All records are to be retyped faithfully and completely.

::: Entries shown

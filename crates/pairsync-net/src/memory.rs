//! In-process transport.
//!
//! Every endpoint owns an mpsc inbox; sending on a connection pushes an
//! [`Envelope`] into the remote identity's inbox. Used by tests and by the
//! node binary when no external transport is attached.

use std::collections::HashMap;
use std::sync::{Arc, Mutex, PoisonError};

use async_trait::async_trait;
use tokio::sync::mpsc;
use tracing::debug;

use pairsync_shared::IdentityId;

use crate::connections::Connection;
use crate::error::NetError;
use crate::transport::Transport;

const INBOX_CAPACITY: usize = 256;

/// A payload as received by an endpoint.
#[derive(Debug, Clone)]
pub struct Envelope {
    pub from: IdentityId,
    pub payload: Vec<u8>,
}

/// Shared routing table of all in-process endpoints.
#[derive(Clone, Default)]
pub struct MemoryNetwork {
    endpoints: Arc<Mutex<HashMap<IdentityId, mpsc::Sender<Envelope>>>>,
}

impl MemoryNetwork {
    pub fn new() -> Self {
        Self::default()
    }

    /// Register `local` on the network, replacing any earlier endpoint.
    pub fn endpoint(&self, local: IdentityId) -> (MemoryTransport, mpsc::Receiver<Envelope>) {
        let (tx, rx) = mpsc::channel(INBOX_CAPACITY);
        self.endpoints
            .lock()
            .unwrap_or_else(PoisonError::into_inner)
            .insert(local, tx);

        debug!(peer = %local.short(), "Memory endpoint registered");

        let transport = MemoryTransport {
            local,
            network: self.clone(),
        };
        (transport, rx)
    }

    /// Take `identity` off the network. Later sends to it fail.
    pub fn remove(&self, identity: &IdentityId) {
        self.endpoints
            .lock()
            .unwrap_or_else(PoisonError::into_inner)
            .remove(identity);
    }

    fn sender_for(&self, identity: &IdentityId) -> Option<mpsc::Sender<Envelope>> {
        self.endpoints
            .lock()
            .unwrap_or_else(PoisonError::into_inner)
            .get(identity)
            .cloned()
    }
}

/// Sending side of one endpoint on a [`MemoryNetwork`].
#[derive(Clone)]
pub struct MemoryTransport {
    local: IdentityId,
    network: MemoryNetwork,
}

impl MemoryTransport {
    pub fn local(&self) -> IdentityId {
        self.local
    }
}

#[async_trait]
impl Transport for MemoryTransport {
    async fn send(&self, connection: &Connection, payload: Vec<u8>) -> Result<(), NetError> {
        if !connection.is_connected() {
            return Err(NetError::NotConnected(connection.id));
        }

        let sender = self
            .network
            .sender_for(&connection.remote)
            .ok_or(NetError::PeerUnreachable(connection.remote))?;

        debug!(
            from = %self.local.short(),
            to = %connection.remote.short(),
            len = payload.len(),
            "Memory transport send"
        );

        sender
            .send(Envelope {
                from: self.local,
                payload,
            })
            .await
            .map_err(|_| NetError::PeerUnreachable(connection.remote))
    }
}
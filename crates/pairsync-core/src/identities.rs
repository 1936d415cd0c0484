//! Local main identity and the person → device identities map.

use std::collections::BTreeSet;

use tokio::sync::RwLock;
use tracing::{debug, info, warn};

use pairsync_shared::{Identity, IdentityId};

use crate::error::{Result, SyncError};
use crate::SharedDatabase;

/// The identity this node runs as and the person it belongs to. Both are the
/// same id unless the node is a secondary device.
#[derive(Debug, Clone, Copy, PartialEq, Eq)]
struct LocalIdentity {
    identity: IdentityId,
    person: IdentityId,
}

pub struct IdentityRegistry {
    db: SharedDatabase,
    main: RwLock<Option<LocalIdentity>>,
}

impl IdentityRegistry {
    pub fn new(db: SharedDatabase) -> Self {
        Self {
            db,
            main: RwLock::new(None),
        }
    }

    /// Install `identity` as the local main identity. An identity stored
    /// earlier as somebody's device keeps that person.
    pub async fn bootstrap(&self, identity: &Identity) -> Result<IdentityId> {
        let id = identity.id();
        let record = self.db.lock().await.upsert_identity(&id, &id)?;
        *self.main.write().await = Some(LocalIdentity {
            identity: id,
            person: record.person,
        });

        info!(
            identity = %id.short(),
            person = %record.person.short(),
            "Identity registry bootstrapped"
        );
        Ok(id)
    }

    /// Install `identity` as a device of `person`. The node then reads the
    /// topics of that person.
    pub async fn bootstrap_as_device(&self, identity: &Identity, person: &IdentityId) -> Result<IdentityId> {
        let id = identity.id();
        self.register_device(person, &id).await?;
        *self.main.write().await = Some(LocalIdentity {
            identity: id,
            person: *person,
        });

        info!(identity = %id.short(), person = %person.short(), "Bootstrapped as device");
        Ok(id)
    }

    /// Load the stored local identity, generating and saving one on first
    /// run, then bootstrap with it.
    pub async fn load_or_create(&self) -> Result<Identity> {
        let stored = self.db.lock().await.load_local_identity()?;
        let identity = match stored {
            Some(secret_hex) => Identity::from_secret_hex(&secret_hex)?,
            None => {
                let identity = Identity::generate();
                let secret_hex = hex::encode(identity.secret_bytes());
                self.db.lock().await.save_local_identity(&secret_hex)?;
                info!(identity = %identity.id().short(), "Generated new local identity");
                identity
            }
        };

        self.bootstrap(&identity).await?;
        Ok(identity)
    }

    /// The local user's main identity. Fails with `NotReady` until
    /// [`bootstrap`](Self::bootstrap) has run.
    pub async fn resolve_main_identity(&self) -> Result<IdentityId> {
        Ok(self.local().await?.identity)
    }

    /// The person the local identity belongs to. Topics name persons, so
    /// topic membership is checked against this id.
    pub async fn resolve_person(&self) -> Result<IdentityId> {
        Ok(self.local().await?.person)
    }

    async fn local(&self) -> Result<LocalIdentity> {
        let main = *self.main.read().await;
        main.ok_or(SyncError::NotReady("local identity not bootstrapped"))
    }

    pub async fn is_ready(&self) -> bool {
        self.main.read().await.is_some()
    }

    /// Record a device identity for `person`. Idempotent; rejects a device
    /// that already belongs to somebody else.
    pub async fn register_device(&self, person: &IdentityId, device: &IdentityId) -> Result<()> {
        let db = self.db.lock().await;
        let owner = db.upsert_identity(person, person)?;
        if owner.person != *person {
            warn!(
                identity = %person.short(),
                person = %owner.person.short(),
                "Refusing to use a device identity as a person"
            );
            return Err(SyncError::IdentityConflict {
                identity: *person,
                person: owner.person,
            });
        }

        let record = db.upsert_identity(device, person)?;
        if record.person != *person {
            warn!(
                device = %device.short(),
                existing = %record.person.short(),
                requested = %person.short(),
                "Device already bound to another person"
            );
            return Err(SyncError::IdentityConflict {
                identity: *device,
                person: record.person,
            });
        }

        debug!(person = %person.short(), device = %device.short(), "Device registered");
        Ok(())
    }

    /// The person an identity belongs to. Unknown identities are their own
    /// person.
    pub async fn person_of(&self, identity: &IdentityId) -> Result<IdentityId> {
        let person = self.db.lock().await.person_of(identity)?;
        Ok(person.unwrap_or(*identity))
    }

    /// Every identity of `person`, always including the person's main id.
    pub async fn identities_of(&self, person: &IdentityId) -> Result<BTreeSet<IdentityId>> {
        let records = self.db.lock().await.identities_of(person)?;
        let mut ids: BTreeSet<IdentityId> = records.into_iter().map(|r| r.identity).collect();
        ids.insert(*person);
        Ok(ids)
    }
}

::::::

▸ Task result
filename crates/pairsync-net/src/memory.rs
//! In-process transport.
//!
//! Every endpoint owns an mpsc inbox; sending on a connection pushes an
//! [`Envelope`] into the remote identity's inbox. Used by tests and by the
//! node binary when no external transport is attached.

use std::collections::HashMap;
use std::sync::{Arc, Mutex, PoisonError};

use async_trait::async_trait;
use tokio::sync::mpsc;
use tracing::debug;

use pairsync_shared::IdentityId;

use crate::connections::Connection;
use crate::error::NetError;
use crate::transport::Transport;

const INBOX_CAPACITY: usize = 256;

/// A payload as received by an endpoint.
#[derive(Debug, Clone)]
pub struct Envelope {
    pub from: IdentityId,
    pub payload: Vec<u8>,
}

/// Shared routing table of all in-process endpoints.
#[derive(Clone, Default)]
pub struct MemoryNetwork {
    endpoints: Arc<Mutex<HashMap<IdentityId, mpsc::Sender<Envelope>>>>,
}

impl MemoryNetwork {
    pub fn new() -> Self {
        Self::default()
    }

    /// Register `local` on the network, replacing any earlier endpoint.
    pub fn endpoint(&self, local: IdentityId) -> (MemoryTransport, mpsc::Receiver<Envelope>) {
        let (tx, rx) = mpsc::channel(INBOX_CAPACITY);
        self.endpoints
            .lock()
            .unwrap_or_else(PoisonError::into_inner)
            .insert(local, tx);

        debug!(peer = %local.short(), "Memory endpoint registered");

        let transport = MemoryTransport {
            local,
            network: self.clone(),
        };
        (transport, rx)
    }

    /// Take `identity` off the network. Later sends to it fail.
    pub fn remove(&self, identity: &IdentityId) {
        self.endpoints
            .lock()
            .unwrap_or_else(PoisonError::into_inner)
            .remove(identity);
    }

    fn sender_for(&self, identity: &IdentityId) -> Option<mpsc::Sender<Envelope>> {
        self.endpoints
            .lock()
            .unwrap_or_else(PoisonError::into_inner)
            .get(identity)
            .cloned()
    }
}

/// Sending side of one endpoint on a [`MemoryNetwork`].
#[derive(Clone)]
pub struct MemoryTransport {
    local: IdentityId,
    network: MemoryNetwork,
}

impl MemoryTransport {
    pub fn local(&self) -> IdentityId {
        self.local
    }
}

#[async_trait]
impl Transport for MemoryTransport {
    async fn send(&self, connection: &Connection, payload: Vec<u8>) -> Result<(), NetError> {
        if !connection.is_connected() {
            return Err(NetError::NotConnected(connection.id));
        }

        let sender = self
            .network
            .sender_for(&connection.remote)
            .ok_or(NetError::PeerUnreachable(connection.remote))?;

        debug!(
            from = %self.local.short(),
            to = %connection.remote.short(),
            len = payload.len(),
            "Memory transport send"
        );

        sender
            .send(Envelope {
                from: self.local,
                payload,
            })
            .await
            .map_err(|_| NetError::PeerUnreachable(connection.remote))
    }
}
filename crates/pairsync-core/src/identities.rs
repository 1936d415cd0c0484
//! Local main identity and the person → device identities map.

use std::collections::BTreeSet;

use tokio::sync::RwLock;
use tracing::{debug, info, warn};

use pairsync_shared::{Identity, IdentityId};

use crate::error::{Result, SyncError};
use crate::SharedDatabase;

/// The identity this node runs as and the person it belongs to. Both are the
/// same id unless the node is a secondary device.
#[derive(Debug, Clone, Copy, PartialEq, Eq)]
struct LocalIdentity {
    identity: IdentityId,
    person: IdentityId,
}

pub struct IdentityRegistry {
    db: SharedDatabase,
    main: RwLock<Option<LocalIdentity>>,
}

impl IdentityRegistry {
    pub fn new(db: SharedDatabase) -> Self {
        Self {
            db,
            main: RwLock::new(None),
        }
    }

    /// Install `identity` as the local main identity. An identity stored
    /// earlier as somebody's device keeps that person.
    pub async fn bootstrap(&self, identity: &Identity) -> Result<IdentityId> {
        let id = identity.id();
        let record = self.db.lock().await.upsert_identity(&id, &id)?;
        *self.main.write().await = Some(LocalIdentity {
            identity: id,
            person: record.person,
        });

        info!(
            identity = %id.short(),
            person = %record.person.short(),
            "Identity registry bootstrapped"
        );
        Ok(id)
    }

    /// Install `identity` as a device of `person`. The node then reads the
    /// topics of that person.
    pub async fn bootstrap_as_device(&self, identity: &Identity, person: &IdentityId) -> Result<IdentityId> {
        let id = identity.id();
        self.register_device(person, &id).await?;
        *self.main.write().await = Some(LocalIdentity {
            identity: id,
            person: *person,
        });

        info!(identity = %id.short(), person = %person.short(), "Bootstrapped as device");
        Ok(id)
    }

    /// Load the stored local identity, generating and saving one on first
    /// run, then bootstrap with it.
    pub async fn load_or_create(&self) -> Result<Identity> {
        let stored = self.db.lock().await.load_local_identity()?;
        let identity = match stored {
            Some(secret_hex) => Identity::from_secret_hex(&secret_hex)?,
            None => {
                let identity = Identity::generate();
                let secret_hex = hex::encode(identity.secret_bytes());
                self.db.lock().await.save_local_identity(&secret_hex)?;
                info!(identity = %identity.id().short(), "Generated new local identity");
                identity
            }
        };

        self.bootstrap(&identity).await?;
        Ok(identity)
    }

    /// The local user's main identity. Fails with `NotReady` until
    /// [`bootstrap`](Self::bootstrap) has run.
    pub async fn resolve_main_identity(&self) -> Result<IdentityId> {
        Ok(self.local().await?.identity)
    }

    /// The person the local identity belongs to. Topics name persons, so
    /// topic membership is checked against this id.
    pub async fn resolve_person(&self) -> Result<IdentityId> {
        Ok(self.local().await?.person)
    }

    async fn local(&self) -> Result<LocalIdentity> {
        let main = *self.main.read().await;
        main.ok_or(SyncError::NotReady("local identity not bootstrapped"))
    }

    pub async fn is_ready(&self) -> bool {
        self.main.read().await.is_some()
    }

    /// Record a device identity for `person`. Idempotent; rejects a device
    /// that already belongs to somebody else.
    pub async fn register_device(&self, person: &IdentityId, device: &IdentityId) -> Result<()> {
        let db = self.db.lock().await;
        let owner = db.upsert_identity(person, person)?;
        if owner.person != *person {
            warn!(
                identity = %person.short(),
                person = %owner.person.short(),
                "Refusing to use a device identity as a person"
            );
            return Err(SyncError::IdentityConflict {
                identity: *person,
                person: owner.person,
            });
        }

        let record = db.upsert_identity(device, person)?;
        if record.person != *person {
            warn!(
                device = %device.short(),
                existing = %record.person.short(),
                requested = %person.short(),
                "Device already bound to another person"
            );
            return Err(SyncError::IdentityConflict {
                identity: *device,
                person: record.person,
            });
        }

        debug!(person = %person.short(), device = %device.short(), "Device registered");
        Ok(())
    }

    /// The person an identity belongs to. Unknown identities are their own
    /// person.
    pub async fn person_of(&self, identity: &IdentityId) -> Result<IdentityId> {
        let person = self.db.lock().await.person_of(identity)?;
        Ok(person.unwrap_or(*identity))
    }

    /// Every identity of `person`, always including the person's main id.
    pub async fn identities_of(&self, person: &IdentityId) -> Result<BTreeSet<IdentityId>> {
        let records = self.db.lock().await.identities_of(person)?;
        let mut ids: BTreeSet<IdentityId> = records.into_iter().map(|r| r.identity).collect();
        ids.insert(*person);
        Ok(ids)
    }
}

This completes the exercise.